The story opens up with the leadership account of Bradford who seemingly has been Plymouth’s governor for 30 years. He is determined to change to a detailed personal reporting, which he regards that is not for the public. However, this kind of reporting turns out to be so much instrumental in providing an embodiment of some iconic moments of the early chronicles of colonialism. A significant number of notable moments captured by the personal reporting are for example the landing of Mayflower ship at Cape Cod and the first-time thanksgiving. Reading Bradford’s narrations get students stunned and not only flattered.
The story switches to the sad encounter before Plymouth whereby Bradford is giving the real account of how life was during the English oppression of the travelers, economic hardship, endorsement, and the move to Holand decision in 1608. In the Netherlands, life became a place of the intense suffering that they could not withstand anymore. The pilgrims were determined to sail through to America. The arrangement of the great sail was made, which was to include traveling in two transport ships. However, later, the journey takes place aboard one ship. The pilgrims feared the duplicity of the first ship’s captain and chose to sail with Christopher Jone’s boat, the Mayflower.
The story switches to the arrival of the Mayflower ship at cape cod, and it is now November 11th of 1620. Their anxiety on arrival on foreign sea coast is great, but they have no idea how the inhabitants will welcome them. They are used to bad encounter with anything they come across for the first time throughout the voyages.
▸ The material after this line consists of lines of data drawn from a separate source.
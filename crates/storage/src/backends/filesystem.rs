//! Local filesystem storage backend.

use crate::error::{StorageError, StorageResult};
use crate::traits::{LevelListing, ListingOptions, ListingPage, ObjectStore, PageStream};
use async_trait::async_trait;
use bytes::Bytes;
use std::path::{Component, Path, PathBuf};
use tokio::fs;
use tokio::io::AsyncWriteExt;
use tracing::instrument;
use uuid::Uuid;

/// Marker embedded in temp file names while a write is in progress.
const TEMP_MARKER: &str = ".tmp.";

/// Local filesystem object store.
///
/// Keys map to paths under the root, with `/` as the folder separator.
pub struct FilesystemBackend {
    root: PathBuf,
}

impl FilesystemBackend {
    /// Create a new filesystem backend.
    pub async fn new(root: impl AsRef<Path>) -> StorageResult<Self> {
        let root = root.as_ref().to_path_buf();
        fs::create_dir_all(&root).await?;
        Ok(Self { root })
    }

    /// Get the full path for a key, with path traversal protection.
    async fn key_path(&self, key: &str) -> StorageResult<PathBuf> {
        let root = self.root.clone();
        let key = key.to_string();
        tokio::task::spawn_blocking(move || Self::key_path_sync(&root, &key))
            .await
            .map_err(|e| {
                StorageError::Io(std::io::Error::other(format!("spawn_blocking failed: {e}")))
            })?
    }

    /// Resolve a key under the root, rejecting anything that escapes it
    /// lexically or through a symlinked ancestor.
    fn key_path_sync(root: &Path, key: &str) -> StorageResult<PathBuf> {
        if key.starts_with('/') || key.starts_with('\\') {
            return Err(StorageError::InvalidKey(format!(
                "path traversal not allowed: {key}"
            )));
        }
        for component in Path::new(key).components() {
            if !matches!(component, Component::Normal(_)) {
                return Err(StorageError::InvalidKey(format!(
                    "contains unsafe path component: {key}"
                )));
            }
        }

        let path = root.join(key);
        let root_canonical = root.canonicalize().map_err(|e| {
            StorageError::Io(std::io::Error::new(
                e.kind(),
                format!("failed to canonicalize root: {e}"),
            ))
        })?;

        // Nearest existing ancestor (or the path itself) must stay inside the root
        let mut candidate = Some(path.as_path());
        while let Some(current) = candidate {
            match std::fs::symlink_metadata(current) {
                Ok(meta) => {
                    let canonical = current.canonicalize().map_err(|e| {
                        if meta.file_type().is_symlink() {
                            StorageError::InvalidKey(format!(
                                "symlink target missing or invalid: {key}"
                            ))
                        } else {
                            StorageError::Io(e)
                        }
                    })?;
                    if !canonical.starts_with(&root_canonical) {
                        return Err(StorageError::InvalidKey(format!(
                            "resolved path escapes storage root: {key}"
                        )));
                    }
                    break;
                }
                Err(err) if err.kind() == std::io::ErrorKind::NotFound => {
                    candidate = current.parent();
                }
                Err(err) => return Err(StorageError::Io(err)),
            }
        }

        Ok(path)
    }

    /// Directory to walk for a string prefix: everything up to the last `/`.
    fn prefix_dir(prefix: &str) -> &str {
        match prefix.rfind('/') {
            Some(idx) => &prefix[..idx],
            None => "",
        }
    }

    fn relative_key(&self, path: &Path) -> Option<String> {
        let rel = path.strip_prefix(&self.root).ok()?;
        let parts: Vec<String> = rel
            .components()
            .map(|c| c.as_os_str().to_string_lossy().into_owned())
            .collect();
        Some(parts.join("/"))
    }
}

fn is_temp_file(name: &str) -> bool {
    name.contains(TEMP_MARKER)
}

#[async_trait]
impl ObjectStore for FilesystemBackend {
    #[instrument(skip(self), fields(backend = "filesystem"))]
    async fn exists(&self, key: &str) -> StorageResult<bool> {
        let path = self.key_path(key).await?;
        match fs::metadata(&path).await {
            Ok(meta) => Ok(meta.is_file()),
            Err(e) if e.kind() == std::io::ErrorKind::NotFound => Ok(false),
            Err(e) => Err(StorageError::Io(e)),
        }
    }

    #[instrument(skip(self, data), fields(backend = "filesystem", size = data.len()))]
    async fn put(&self, key: &str, data: Bytes) -> StorageResult<()> {
        let path = self.key_path(key).await?;
        if let Some(parent) = path.parent() {
            fs::create_dir_all(parent).await?;
        }

        // Temp file + fsync + rename so readers never see a partial object
        let temp_path = path.with_file_name(format!(
            "{}{TEMP_MARKER}{}",
            path.file_name()
                .map(|n| n.to_string_lossy().into_owned())
                .unwrap_or_default(),
            Uuid::new_v4()
        ));
        {
            let mut file = fs::File::create(&temp_path).await?;
            file.write_all(&data).await?;
            file.sync_all().await?;
        }
        fs::rename(&temp_path, &path).await?;

        Ok(())
    }

    #[instrument(skip(self), fields(backend = "filesystem"))]
    async fn delete(&self, key: &str) -> StorageResult<()> {
        let path = self.key_path(key).await?;
        fs::remove_file(&path).await.map_err(|e| {
            if e.kind() == std::io::ErrorKind::NotFound {
                StorageError::NotFound(key.to_string())
            } else {
                StorageError::Io(e)
            }
        })?;
        Ok(())
    }

    #[instrument(skip(self), fields(backend = "filesystem"))]
    async fn list_level(&self, prefix: &str) -> StorageResult<LevelListing> {
        let dir = self.key_path(prefix.trim_end_matches('/')).await?;
        let mut listing = LevelListing::default();

        let mut entries = match fs::read_dir(&dir).await {
            Ok(entries) => entries,
            Err(e) if e.kind() == std::io::ErrorKind::NotFound => return Ok(listing),
            Err(e) => return Err(StorageError::Io(e)),
        };

        while let Some(entry) = entries.next_entry().await? {
            let name = entry.file_name().to_string_lossy().into_owned();
            // file_type() does not follow symlinks; symlinks are skipped
            let file_type = entry.file_type().await?;
            if file_type.is_dir() {
                listing.folders.push(name);
            } else if file_type.is_file() && !is_temp_file(&name) {
                listing.objects.push(name);
            }
        }

        listing.folders.sort();
        listing.objects.sort();
        Ok(listing)
    }

    fn list_pages<'a>(&'a self, prefix: &str, options: ListingOptions) -> PageStream<'a> {
        let prefix = prefix.to_string();
        let page_size = options.normalized_page_size();

        let stream = async_stream::try_stream! {
            let base_path = self.key_path(Self::prefix_dir(&prefix)).await?;

            let base_exists = match fs::try_exists(&base_path).await {
                Ok(exists) => exists,
                Err(e) if e.kind() == std::io::ErrorKind::NotFound => false,
                Err(e) => Err(StorageError::Io(e))?,
            };
            if !base_exists {
                return;
            }

            let mut stack = vec![base_path];
            let mut current_page = Vec::with_capacity(page_size);

            while let Some(dir) = stack.pop() {
                let mut entries = fs::read_dir(&dir).await?;
                while let Some(entry) = entries.next_entry().await? {
                    let path = entry.path();
                    let file_type = entry.file_type().await?;
                    if file_type.is_dir() {
                        stack.push(path);
                    } else if file_type.is_file()
                        && let Some(key) = self.relative_key(&path)
                        && key.starts_with(&prefix)
                        && !is_temp_file(&key)
                    {
                        current_page.push(key);
                        if current_page.len() >= page_size {
                            yield ListingPage {
                                keys: std::mem::replace(&mut current_page, Vec::with_capacity(page_size)),
                            };
                        }
                    }
                }
            }

            if !current_page.is_empty() {
                yield ListingPage { keys: current_page };
            }
        };

        Box::pin(stream)
    }

    fn backend_name(&self) -> &'static str {
        "filesystem"
    }

    #[instrument(skip(self), fields(backend = "filesystem"))]
    async fn health_check(&self) -> StorageResult<()> {
        let metadata = fs::metadata(&self.root).await.map_err(|e| {
            StorageError::Io(std::io::Error::new(
                e.kind(),
                format!("storage root not accessible: {e}"),
            ))
        })?;

        if !metadata.is_dir() {
            return Err(StorageError::Io(std::io::Error::new(
                std::io::ErrorKind::NotADirectory,
                format!("storage root is not a directory: {:?}", self.root),
            )));
        }

        Ok(())
    }
}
Bradford stands half-astonished at the condition of the people he first sees on arrival. The pilgrims see a wilderness full of wild beasts and unfriendly-like people who to them seemed like savage barbarians ready to hurt them, but they were wrong.
Bradford goes ahead to refer to landing in Plymouth, Massachusetts as a great opportunity that saved not only their lives but also an excellent opportunity for a better living. The pilgrims chose this sport as their mainland due to its deep harbors which could accommodate shipping.